John Scully, 79, resident of Florida

Photo courtesy of John Scully

When John Scully was born, America was in the midst of an epidemic: tens of thousands of children in the United States were falling ill with paralytic poliomyelitis — otherwise known as polio, a disease that attacks the central nervous system and often leaves its victims partially or fully paralyzed.

"As kids, we were all afraid of getting polio," he says, "because if you got polio, you could end up in the dreaded iron lung and we were all terrified of those." Iron lungs were respirators that enclosed most of a person's body; people with severe cases often would end up in these respirators as they fought for their lives.

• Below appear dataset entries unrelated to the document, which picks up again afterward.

//! Councilor - multi-agent question answering on top of a local LLM
//!
//! Routes a question to a set of specialist agents, runs them one after
//! another with shared context, and merges their answers into a single
//! report with an overall confidence score.
//!
//! Exit codes:
//!   0 - Success
//!   1 - Configuration or runtime error

mod agent;
mod cli;
mod config;
mod coordinator;
mod llm;
mod models;
mod progress;
mod report;
mod synthesis;

use agent::specialists::builtin_descriptors;
use agent::AgentRegistry;
use anyhow::{bail, Context, Result};
use chrono::Utc;
use cli::{Args, OutputFormat};
use config::{Config, DEFAULT_CONFIG_FILE};
use coordinator::{Coordinator, KeywordSelector, Selection, SequentialExecution, EXPLICIT_ORDER_REASON};
use llm::{CompletionService, OllamaClient, OllamaConfig};
use models::AgentOutput;
use progress::SpinnerObserver;
use report::{ReportMetadata, ReportOptions};
use std::path::{Path, PathBuf};
use std::sync::Arc;
use std::time::Instant;
use synthesis::SynthesisOptions;
use tracing::{debug, error, info, warn};
use tracing_subscriber::FmtSubscriber;

#[tokio::main]
async fn main() -> Result<()> {
    let args = Args::parse_args();

    if let Err(e) = args.validate() {
        eprintln!("Error: {}", e);
        std::process::exit(1);
    }

    // Handle --init-config early (no logging needed)
    if args.init_config {
        return handle_init_config();
    }

    // The config file can turn on verbose logging, so it is read first.
    let loaded = match load_config(&args) {
        Ok(loaded) => loaded,
        Err(e) => {
            eprintln!("\n❌ Error: {:#}", e);
            std::process::exit(1);
        }
    };
    init_logging(args.log_level(loaded.config.general.verbose));

    info!("Councilor v{}", env!("CARGO_PKG_VERSION"));
    debug!("Arguments: {:?}", args);
    info!("Configuration: {}", loaded.origin);
    if let Some(ref problem) = loaded.warning {
        warn!("Failed to load config: {}", problem);
    }

    match run(args, loaded.config).await {
        Ok(exit_code) => std::process::exit(exit_code),
        Err(e) => {
            error!("Run failed: {:#}", e);
            eprintln!("\n❌ Error: {:#}", e);
            std::process::exit(1);
        }
    }
}

/// Handle --init-config: generate a default .councilor.toml.
fn handle_init_config() -> Result<()> {
    let path = Path::new(DEFAULT_CONFIG_FILE);

    if path.exists() {
        eprintln!(
            "⚠️  {} already exists. Remove it first or edit it manually.",
            DEFAULT_CONFIG_FILE
        );
        std::process::exit(1);
    }

    let content = Config::default_toml();
    std::fs::write(path, &content)
        .with_context(|| format!("Failed to write {}", DEFAULT_CONFIG_FILE))?;

    println!("✅ Created {} with default settings.", DEFAULT_CONFIG_FILE);
    println!("   Edit it to customize the model, agent order and per-agent settings.");
    Ok(())
}

/// Initialize logging at the given level.
fn init_logging(level: tracing::Level) {
    let subscriber = FmtSubscriber::builder()
        .with_max_level(level)
        .with_target(false)
        .with_thread_ids(false)
        .with_file(false)
        .with_line_number(false)
        .compact()
        .finish();

    tracing::subscriber::set_global_default(subscriber).expect("Failed to set tracing subscriber");
}

async fn run(args: Args, mut config: Config) -> Result<i32> {
    let start_time = Instant::now();

    config.merge_with_args(&args);

    // Introspection and dry runs never call the model.
    let llm: Option<Arc<dyn CompletionService>> = if args.is_introspection() || args.dry_run {
        None
    } else {
        Some(Arc::new(build_client(&config)?))
    };

    let registry = Arc::new(
        AgentRegistry::with_descriptors(llm, config.apply_to_descriptors(builtin_descriptors()))
            .context("Failed to register agents")?,
    );

    if registry.is_empty() {
        warn!("No agents are registered; check coordinator.enabled_agents in the config");
    }

    if args.is_introspection() {
        return handle_introspection(&registry, &args, config.general.verbose);
    }

    let query = match args.query.as_deref() {
        Some(query) => query.to_string(),
        None => bail!("--query is required"),
    };
    let context = args.context_record().map_err(anyhow::Error::msg)?;

    let selector =
        KeywordSelector::default().with_default_order(config.coordinator.default_order.clone());
    let mut coordinator = Coordinator::new(registry.clone())
        .with_selector(selector)
        .with_execution(SequentialExecution::with_timeout(config.coordinator.agent_timeout()))
        .with_synthesis_options(SynthesisOptions {
            reasoning_excerpt_chars: config.report.reasoning_excerpt_chars,
        });

    let explicit_order = args.agent_order();

    if args.dry_run {
        return handle_dry_run(&coordinator, &query, explicit_order).await;
    }

    if !args.quiet {
        coordinator = coordinator.with_observer(Arc::new(SpinnerObserver::new()));
    }

    println!("🤖 Consulting agents...");
    println!("   Model: {}", config.model.name);
    println!("   Ollama: {}", config.model.ollama_url);
    println!("   Registered: {}", registry.list().join(", "));
    if let Some(timeout) = config.coordinator.agent_timeout_seconds {
        println!("   Agent timeout: {}s", timeout);
    }
    println!();

    let result = match explicit_order {
        Some(order) => {
            coordinator
                .run_with_order(&query, order, context, args.session_id.clone())
                .await
        }
        None => coordinator.run(&query, context, args.session_id.clone()).await,
    }
    .context("Coordinator failed")?;

    println!("\n📝 Generating report...");

    let metadata = ReportMetadata {
        model_used: config.model.name.clone(),
        generated_at: Utc::now(),
        duration_seconds: start_time.elapsed().as_secs_f64(),
    };

    let format = args
        .format
        .unwrap_or_else(|| OutputFormat::from_config(&config.general.format));
    let output = match format {
        OutputFormat::Json => report::generate_json_report(&result, &metadata)?,
        OutputFormat::Markdown => report::generate_markdown_report(
            &result,
            &metadata,
            &ReportOptions {
                include_traces: config.report.include_traces,
            },
        ),
    };

    let output_path = PathBuf::from(&config.general.output);
    report::write_report(&output, &output_path)?;

    println!("\n📊 Run Summary:");
    println!("   Session: {}", result.session_id);
    println!("   Agents: {}", result.execution_order.join(" → "));
    println!(
        "   - ✅ Pass: {} | ⚠️ Warn: {} | ❌ Fail: {}",
        result.levels.pass, result.levels.warn, result.levels.fail
    );
    println!("   Overall confidence: {:.0}%", result.confidence * 100.0);
    println!("   Duration: {:.1}s", metadata.duration_seconds);
    println!(
        "\n✅ Done! Report saved to: {}",
        output_path.display()
    );

    if !result.agent_results.is_empty() && result.agent_results.iter().all(AgentOutput::is_failed) {
        warn!("Every agent failed; the report carries no usable analysis");
    }

    Ok(0)
}

fn build_client(config: &Config) -> Result<OllamaClient> {
    let client = OllamaClient::new(OllamaConfig {
        ollama_url: config.model.ollama_url.clone(),
        model_name: config.model.name.clone(),
        temperature: config.model.temperature,
        max_tokens: config.model.max_tokens,
        timeout_seconds: config.model.timeout_seconds,
    })?;
    info!("Using model {}", client.model_name());
    Ok(client)
}

/// Handle --list-agents, --agent-info and --agent-status.
fn handle_introspection(registry: &AgentRegistry, args: &Args, verbose: bool) -> Result<i32> {
    if args.list_agents {
        println!("📋 Registered agents:\n");
        for info in registry.list().iter().filter_map(|name| registry.describe(name)) {
            println!("   • {:<14} {}", info.name, info.description);
        }

        if verbose {
            println!("\n⚙️  Default configuration:\n");
            for (name, config) in registry.configs() {
                println!("   {}: {}", name, serde_json::to_string(&config)?);
            }
        }
    }

    if let Some(ref name) = args.agent_info {
        let Some(info) = registry.describe(name) else {
            bail!("Unknown agent: {}. Available: {:?}", name, registry.list());
        };
        println!("{}", serde_json::to_string_pretty(&info)?);
    }

    if let Some(ref name) = args.agent_status {
        let Some(status) = registry.status(name) else {
            bail!("Unknown agent: {}. Available: {:?}", name, registry.list());
        };
        println!("{}: {}", name, status);
    }

    Ok(0)
}

/// Handle --dry-run: print the order that would run, exit.
async fn handle_dry_run(
    coordinator: &Coordinator,
    query: &str,
    explicit_order: Option<Vec<String>>,
) -> Result<i32> {
    println!("\n🔍 Dry run: selecting agents (no model calls)...\n");

    let selection = match explicit_order {
        Some(agents) => Selection {
            agents,
            reason: EXPLICIT_ORDER_REASON.to_string(),
        },
        None => coordinator.analyze(query).await,
    };
    if selection.agents.is_empty() {
        println!("   No agents would run.");
    } else {
        for (i, name) in selection.agents.iter().enumerate() {
            let marker = if coordinator.registry().is_registered(name) {
                "🤖"
            } else {
                "⏭️ (not registered)"
            };
            println!("     {}. {} {}", i + 1, marker, name);
        }
    }
    println!("\n   Reason: {}", selection.reason);

    println!("\n✅ Dry run complete. No model calls were made.");
    Ok(0)
}

/// Configuration plus a note on where it came from, logged once logging is up.
struct LoadedConfig {
    config: Config,
    origin: String,
    warning: Option<String>,
}

/// Load configuration from file or use defaults.
///
/// An explicit `--config` path must load; a broken default file falls back
/// to the built-in defaults with a warning.
fn load_config(args: &Args) -> Result<LoadedConfig> {
    if let Some(ref config_path) = args.config {
        return Ok(LoadedConfig {
            config: Config::load(config_path)?,
            origin: format!("loaded from {}", config_path.display()),
            warning: None,
        });
    }

    let loaded = match Config::load_default() {
        Ok(Some(config)) => LoadedConfig {
            config,
            origin: format!("loaded from {}", DEFAULT_CONFIG_FILE),
            warning: None,
        },
        Ok(None) => LoadedConfig {
            config: Config::default(),
            origin: "no config file found, using defaults".to_string(),
            warning: None,
        },
        Err(e) => LoadedConfig {
            config: Config::default(),
            origin: "using defaults".to_string(),
            warning: Some(format!("{:#}", e)),
        },
    };
    Ok(loaded)
}
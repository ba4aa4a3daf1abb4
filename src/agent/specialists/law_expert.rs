//! Statute search and interpretation.

use super::prior_block;
use crate::agent::{Agent, AgentSettings};
use crate::models::{record, AgentInput, AgentOutput};
use anyhow::Result;
use async_trait::async_trait;
use serde_json::json;

const INSTRUCTIONS: &str = r#"You are a tax-law specialist.
Find the statutes relevant to the question and cite the exact articles that support your answer.

Rules:
- Always name the legal basis (act and article number).
- Mark anything you are unsure about as "needs confirmation".
- Answer according to the law currently in force.
- Cite rulings or official interpretations when they exist.

Output format:
## Legal Analysis
### Relevant Statutes
### Key Points
### Conditions of Application
### Cautions
"#;

/// Prior results are quoted up to this many characters each.
const PRIOR_CHARS: usize = 500;

pub struct LawExpertAgent {
    settings: AgentSettings,
}

impl LawExpertAgent {
    pub fn new(settings: AgentSettings) -> Self {
        Self { settings }
    }

    fn build_prompt(&self, input: &AgentInput) -> String {
        let mut prompt = format!(
            "Analyze the statutes relevant to the following question.\n\nQuestion: {}\n",
            input.query
        );

        if !input.previous_results.is_empty() {
            prompt.push_str("\nEarlier findings:");
            prompt.push_str(&prior_block(&input.previous_results, PRIOR_CHARS));
            prompt.push('\n');
        }

        prompt.push_str("\nGive a detailed analysis with its legal basis.");
        prompt
    }
}

#[async_trait]
impl Agent for LawExpertAgent {
    fn name(&self) -> &str {
        &self.settings.name
    }

    fn instructions(&self) -> &str {
        INSTRUCTIONS
    }

    async fn execute(&self, input: &AgentInput) -> Result<AgentOutput> {
        let prompt = self.build_prompt(input);
        let result = match self.settings.consult(self.instructions(), &prompt).await {
            Ok(text) => text,
            Err(degraded) => return Ok(degraded),
        };

        Ok(AgentOutput::new(&self.settings.name, result)
            .with_confidence(0.85)
            .with_reasoning("Statute search and article analysis complete")
            .with_source(record([
                ("type", json!("law_analysis")),
                ("query", json!(input.query)),
            ]))
            .with_metadata("agent_type", json!("law_expert")))
    }
}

John remembers going to see matinee showings of cowboy movies on Saturdays and, before the movie, shorts would run. "Usually they showed the news," he says, "but I just remember seeing this one clip warning us about polio and it just showed all these kids in iron lungs." If kids survived the iron lung, they'd often come back to school on crutches, in leg braces, or in wheelchairs.

"We all tried to be really careful in the summer — or, as we called it back then, 'polio season,''" John says. This was because every year around Memorial Day, major outbreaks would begin to emerge and they'd spike sometime around August. People weren't really sure how the disease spread at the time, but many believed it traveled through the water. There was no cure — and every child was susceptible to getting sick with it.

"We couldn't swim in hot weather," he remembers, "and the municipal outdoor pool would close down in August."

Then, in 1954 clinical trials began for Dr. Jonas Salk's vaccine against polio and within a year, his vaccine was announced safe. "I got that vaccine at school," John says. Within two years, U.S. polio cases had dropped 85-95 percent — even before a second vaccine was developed by Dr. Albert Sabin in the 1960s. "I remember how much better things got after the vaccines came out. They changed everything," John says.